Collected data entries:
______________________________

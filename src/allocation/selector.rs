//! Selector
//!
//! Best-score-first, first-fit capital allocation:
//! 1. Drop candidates whose term misses `target_term` (if given)
//! 2. Bucket and score what is left
//! 3. Sort by score descending, then the configured tie-break key, then id
//! 4. Walk the order with a running total; admit a candidate iff it still
//!    fits under `aum_total`, otherwise skip it and keep walking
//!
//! One pass, no backtracking. This is a heuristic, not an optimal knapsack.

use serde::{Deserialize, Serialize};
use std::cmp::Ordering;
use std::collections::HashSet;
use tracing::{debug, info, warn};

use super::bucket::{assign_buckets, BucketedCandidate};
use super::candidate::{candidates_from_rows, Candidate, CandidateId, RawCandidate};
use super::score::{compute_score, ScoredCandidate};
use crate::config::AllocatorConfig;
use crate::error::{AllocationError, Result};

/// Column consulted when two candidates have the same score.
#[derive(Debug, Clone, Copy, PartialEq, Eq, Default, Serialize, Deserialize)]
#[serde(rename_all = "snake_case")]
pub enum TieBreakKey {
    #[default]
    Id,
    Amount,
    Apr,
    Line,
    Term,
    Payer,
}

impl TieBreakKey {
    /// Ascending comparison on this key. Candidate id is applied afterwards
    /// by the caller so the overall order is total.
    fn compare(&self, a: &Candidate, b: &Candidate) -> Ordering {
        match self {
            TieBreakKey::Id => a.id.cmp(&b.id),
            TieBreakKey::Amount => a.amount.total_cmp(&b.amount),
            TieBreakKey::Apr => a.apr.total_cmp(&b.apr),
            TieBreakKey::Line => a.line.total_cmp(&b.line),
            TieBreakKey::Term => a.term.cmp(&b.term),
            TieBreakKey::Payer => a.payer.cmp(&b.payer),
        }
    }
}

/// One admitted row: the scored candidate plus its position in the running
/// total.
#[derive(Debug, Clone, PartialEq, Serialize)]
pub struct SelectedCandidate {
    #[serde(flatten)]
    pub scored: ScoredCandidate,
    /// Always true; the selection only contains admitted rows
    pub selected: bool,
    pub selected_amount_cum: f64,
}

impl SelectedCandidate {
    pub fn candidate(&self) -> &Candidate {
        &self.scored.candidate
    }
}

#[derive(Debug, Clone, PartialEq, Serialize, Deserialize)]
#[serde(tag = "reason", rename_all = "snake_case")]
pub enum SkipReason {
    /// Would push the running total past `aum_total`
    ExceedsRemainingBudget { remaining: f64 },
    /// Nothing to fund
    ZeroAmount,
}

/// A candidate that reached the walk but was not admitted.
#[derive(Debug, Clone, PartialEq, Serialize)]
pub struct SkippedCandidate {
    pub id: CandidateId,
    pub amount: f64,
    pub score: f64,
    #[serde(flatten)]
    pub reason: SkipReason,
}

/// Output of one allocation pass.
#[derive(Debug, Clone, PartialEq, Serialize)]
pub struct Selection {
    pub aum_total: f64,
    /// Admitted rows in admission order
    pub rows: Vec<SelectedCandidate>,
    /// Walk-order record of everything considered but not admitted
    pub skipped: Vec<SkippedCandidate>,
    /// Candidates removed by the term filter before scoring
    pub filtered_out: usize,
}

impl Selection {
    fn empty(aum_total: f64, filtered_out: usize) -> Self {
        Self {
            aum_total,
            rows: Vec::new(),
            skipped: Vec::new(),
            filtered_out,
        }
    }

    pub fn len(&self) -> usize {
        self.rows.len()
    }

    pub fn is_empty(&self) -> bool {
        self.rows.is_empty()
    }

    /// Capital deployed: the last cumulative value, or 0 when nothing was admitted.
    pub fn deployed(&self) -> f64 {
        self.rows
            .last()
            .map(|r| r.selected_amount_cum)
            .unwrap_or(0.0)
    }

    pub fn remaining(&self) -> f64 {
        (self.aum_total - self.deployed()).max(0.0)
    }

    pub fn ids(&self) -> Vec<&CandidateId> {
        self.rows.iter().map(|r| &r.scored.candidate.id).collect()
    }

    pub fn cumulative_amounts(&self) -> Vec<f64> {
        self.rows.iter().map(|r| r.selected_amount_cum).collect()
    }
}

/// Policy-driven allocator. Holds only immutable configuration, so one
/// instance can serve concurrent callers.
#[derive(Debug, Clone)]
pub struct Allocator {
    config: AllocatorConfig,
}
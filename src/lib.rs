//! AUM Allocator Library
//!
//! Deterministic capital allocation over a book of loan candidates.
//! Exposes the allocation pipeline for the `allocate` binary and for
//! callers embedding it as a library.

pub mod allocation;
pub mod config;
pub mod error;

pub use allocation::{
    assign_buckets, compute_score, optimize, AllocationSummary, Allocator, Candidate,
    CandidateId, RawCandidate, Selection, TieBreakKey,
};
pub use config::AllocatorConfig;
pub use error::{AllocationError, ErrorKind, Result};
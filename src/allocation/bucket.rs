//! Bucketizer
//!
//! Bins each candidate into a risk tier (APR), an exposure-size tier (credit
//! line) and a concentration tier (aggregate exposure to its payer).
//!
//! Buckets are half-open `[edge_i, edge_{i+1})` intervals numbered from 1.
//! The topmost bucket has no upper bound. A value sitting exactly on an edge
//! belongs to the bucket that starts there.

use serde::{Deserialize, Serialize};
use std::collections::HashMap;
use tracing::debug;

use super::candidate::Candidate;
use crate::config::AllocatorConfig;
use crate::error::{AllocationError, Result};

/// 1-based ordinal tier.
pub type Tier = u32;

/// Ordered lower boundaries of each bucket.
#[derive(Debug, Clone, PartialEq, Serialize, Deserialize)]
#[serde(transparent)]
pub struct BucketEdges(Vec<f64>);

impl BucketEdges {
    pub fn new(edges: Vec<f64>) -> Result<Self> {
        let edges = Self(edges);
        edges.validate("bucket")?;
        Ok(edges)
    }

    /// Wrap edges known to be valid (built-in defaults).
    pub(crate) fn from_sorted(edges: Vec<f64>) -> Self {
        Self(edges)
    }

    pub fn validate(&self, dimension: &str) -> Result<()> {
        if self.0.is_empty() {
            return Err(AllocationError::invalid_config(format!(
                "{} edges must not be empty",
                dimension
            )));
        }
        if let Some(bad) = self.0.iter().find(|e| !e.is_finite()) {
            return Err(AllocationError::invalid_config(format!(
                "{} edges must be finite, got {}",
                dimension, bad
            )));
        }
        if let Some(w) = self.0.windows(2).find(|w| w[0] >= w[1]) {
            return Err(AllocationError::invalid_config(format!(
                "{} edges must be strictly increasing, got {} then {}",
                dimension, w[0], w[1]
            )));
        }
        Ok(())
    }

    pub fn as_slice(&self) -> &[f64] {
        &self.0
    }

    /// Number of buckets (one per edge, the last one unbounded).
    pub fn bucket_count(&self) -> usize {
        self.0.len()
    }

    pub fn lowest(&self) -> f64 {
        self.0.first().copied().unwrap_or(f64::NAN)
    }

    /// Tier containing `value`, or `None` when it falls below the first edge.
    pub fn tier_of(&self, value: f64) -> Option<Tier> {
        let containing = self.0.partition_point(|edge| *edge <= value);
        if containing == 0 {
            None
        } else {
            Some(containing as Tier)
        }
    }
}

/// Tier triple attached to a candidate for the duration of one run.
#[derive(Debug, Clone, Copy, PartialEq, Eq, Hash, Serialize, Deserialize)]
pub struct BucketAssignment {
    pub apr_bucket: Tier,
    pub line_bucket: Tier,
    pub payer_bucket: Tier,
}

#[derive(Debug, Clone, PartialEq, Serialize, Deserialize)]
pub struct BucketedCandidate {
    pub candidate: Candidate,
    pub buckets: BucketAssignment,
    /// Total `amount` across all candidates sharing this payer
    pub payer_exposure: f64,
}

/// Aggregate requested amount per payer over the whole candidate set.
pub fn payer_exposures(candidates: &[Candidate]) -> HashMap<&str, f64> {
    let mut exposure: HashMap<&str, f64> = HashMap::new();
    for c in candidates {
        *exposure.entry(c.payer.as_str()).or_insert(0.0) += c.amount;
    }
    exposure
}

fn tier_for(
    edges: &BucketEdges,
    candidate: &Candidate,
    dimension: &'static str,
    value: f64,
) -> Result<Tier> {
    edges
        .tier_of(value)
        .ok_or_else(|| AllocationError::UnbucketableValue {
            candidate_id: candidate.id.to_string(),
            dimension,
            value,
            lowest_edge: edges.lowest(),
        })
}

/// Annotate copies of `candidates` with their bucket triple.
///
/// Fails on the first candidate whose APR, line or payer exposure falls
/// below the configured edges. Nothing is dropped silently.
pub fn assign_buckets(
    candidates: &[Candidate],
    config: &AllocatorConfig,
) -> Result<Vec<BucketedCandidate>> {
    if candidates.is_empty() {
        return Err(AllocationError::invalid_input(
            "cannot bucket an empty candidate table",
        ));
    }

    let exposure = payer_exposures(candidates);

    let bucketed = candidates
        .iter()
        .map(|c| -> Result<BucketedCandidate> {
            let payer_exposure = exposure.get(c.payer.as_str()).copied().unwrap_or(0.0);
            let buckets = BucketAssignment {
                apr_bucket: tier_for(&config.apr_bucket_edges, c, "apr", c.apr)?,
                line_bucket: tier_for(&config.line_bucket_edges, c, "line", c.line)?,
                payer_bucket: tier_for(
                    &config.payer_bucket_edges,
                    c,
                    "payer_exposure",
                    payer_exposure,
                )?,
            };
            Ok(BucketedCandidate {
                candidate: c.clone(),
                buckets,
                payer_exposure,
            })
        })
        .collect::<Result<Vec<_>>>()?;

    debug!(
        candidates = bucketed.len(),
        payers = exposure.len(),
        "assigned buckets"
    );
    Ok(bucketed)
}
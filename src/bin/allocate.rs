//! Allocation Runner CLI
//!
//! Runs one capital allocation pass over a candidate book and prints the
//! selection as JSON.
//!
//! # Usage
//!
//! ```bash
//! cargo run --bin allocate -- \
//!   --candidates book.json \
//!   --aum 1000000 \
//!   --target-term 90 \
//!   --config allocator.toml \
//!   --summary
//! ```
//!
//! `book.json` is an array of rows with `id`, `amount`, `apr`, `line`,
//! `payer` and optional `term`; other columns are carried through.
//!
//! # Exit Codes
//!
//! - 0: Success
//! - 2: Input or configuration error
//! - 3: Runtime error (I/O, including an unreadable config file)

use std::fs;
use std::io::Write;
use std::path::PathBuf;
use std::process::ExitCode;

use anyhow::Context;
use clap::Parser;
use serde::Serialize;
use tracing::{error, info};
use tracing_subscriber::{layer::SubscriberExt, util::SubscriberInitExt};

use aum_allocator::{AllocationSummary, Allocator, AllocatorConfig, RawCandidate, Selection};

#[derive(Parser, Debug)]
#[command(name = "allocate")]
#[command(about = "Greedy AUM allocation over a book of loan candidates")]
struct Args {
    /// Path to a JSON array of candidate rows
    #[arg(short, long)]
    candidates: PathBuf,

    /// Capital available to deploy
    #[arg(short, long, env = "ALLOCATOR_AUM", allow_hyphen_values = true)]
    aum: f64,

    /// Only consider candidates with this term
    #[arg(short, long)]
    target_term: Option<i64>,

    /// Path to TOML configuration file (defaults to ALLOCATOR_CONFIG_PATH)
    #[arg(long)]
    config: Option<PathBuf>,

    /// Write JSON here instead of stdout
    #[arg(short, long)]
    output: Option<PathBuf>,

    /// Include the allocation summary in the output
    #[arg(long)]
    summary: bool,

    /// Log level when RUST_LOG is unset (trace, debug, info, warn, error)
    #[arg(short, long, default_value = "info")]
    log_level: String,
}

#[derive(Serialize)]
struct Output<'a> {
    digest: String,
    #[serde(skip_serializing_if = "Option::is_none")]
    summary: Option<AllocationSummary>,
    selection: &'a Selection,
}

enum Failure {
    Input(anyhow::Error),
    Runtime(anyhow::Error),
}

fn main() -> ExitCode {
    let args = Args::parse();
    init_tracing(&args.log_level);

    match run(&args) {
        Ok(()) => ExitCode::SUCCESS,
        Err(Failure::Input(e)) => {
            error!("{:#}", e);
            ExitCode::from(2)
        }
        Err(Failure::Runtime(e)) => {
            error!("{:#}", e);
            ExitCode::from(3)
        }
    }
}

/// Logs go to stderr so stdout stays machine-readable.
fn init_tracing(level: &str) {
    tracing_subscriber::registry()
        .with(
            tracing_subscriber::EnvFilter::try_from_default_env()
                .unwrap_or_else(|_| format!("aum_allocator={0},allocate={0}", level).into()),
        )
        .with(tracing_subscriber::fmt::layer().with_writer(std::io::stderr))
        .init();
}

fn run(args: &Args) -> Result<(), Failure> {
    let config_path = args.config.clone().or_else(AllocatorConfig::env_path);
    let config = match config_path {
        Some(path) => {
            info!("Loading config from {}", path.display());
            let contents = fs::read_to_string(&path)
                .with_context(|| format!("reading allocator config {}", path.display()))
                .map_err(Failure::Runtime)?;
            AllocatorConfig::from_toml_str(&contents)
                .with_context(|| format!("in {}", path.display()))
                .map_err(Failure::Input)?
        }
        None => AllocatorConfig::default(),
    };

    let allocator = Allocator::new(config).map_err(|e| Failure::Input(e.into()))?;

    let contents = fs::read_to_string(&args.candidates)
        .with_context(|| format!("reading candidates {}", args.candidates.display()))
        .map_err(Failure::Runtime)?;
    let rows: Vec<RawCandidate> = serde_json::from_str(&contents)
        .with_context(|| format!("parsing candidates {}", args.candidates.display()))
        .map_err(Failure::Input)?;

    info!(
        rows = rows.len(),
        aum = args.aum,
        target_term = ?args.target_term,
        "running allocation"
    );

    let selection = allocator
        .optimize_rows(rows, args.aum, args.target_term)
        .map_err(|e| Failure::Input(e.into()))?;

    let output = Output {
        digest: selection.digest(),
        summary: args.summary.then(|| selection.summary()),
        selection: &selection,
    };
    let json = serde_json::to_string_pretty(&output)
        .context("serializing selection")
        .map_err(Failure::Runtime)?;

    match &args.output {
        Some(path) => {
            fs::write(path, json)
                .with_context(|| format!("writing {}", path.display()))
                .map_err(Failure::Runtime)?;
            info!("Selection written to {}", path.display());
        }
        None => {
            let mut stdout = std::io::stdout().lock();
            writeln!(stdout, "{}", json)
                .context("writing selection to stdout")
                .map_err(Failure::Runtime)?;
        }
    }

    Ok(())
}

______________________________

Problem to solve:
Each line holding the word "Copy" must be copied from the data.

Expected output:
#[derive(Debug, Clone, Copy, PartialEq, Eq, Default, Serialize, Deserialize)]
#[derive(Debug, Clone, Copy, PartialEq, Eq, Hash, Serialize, Deserialize)]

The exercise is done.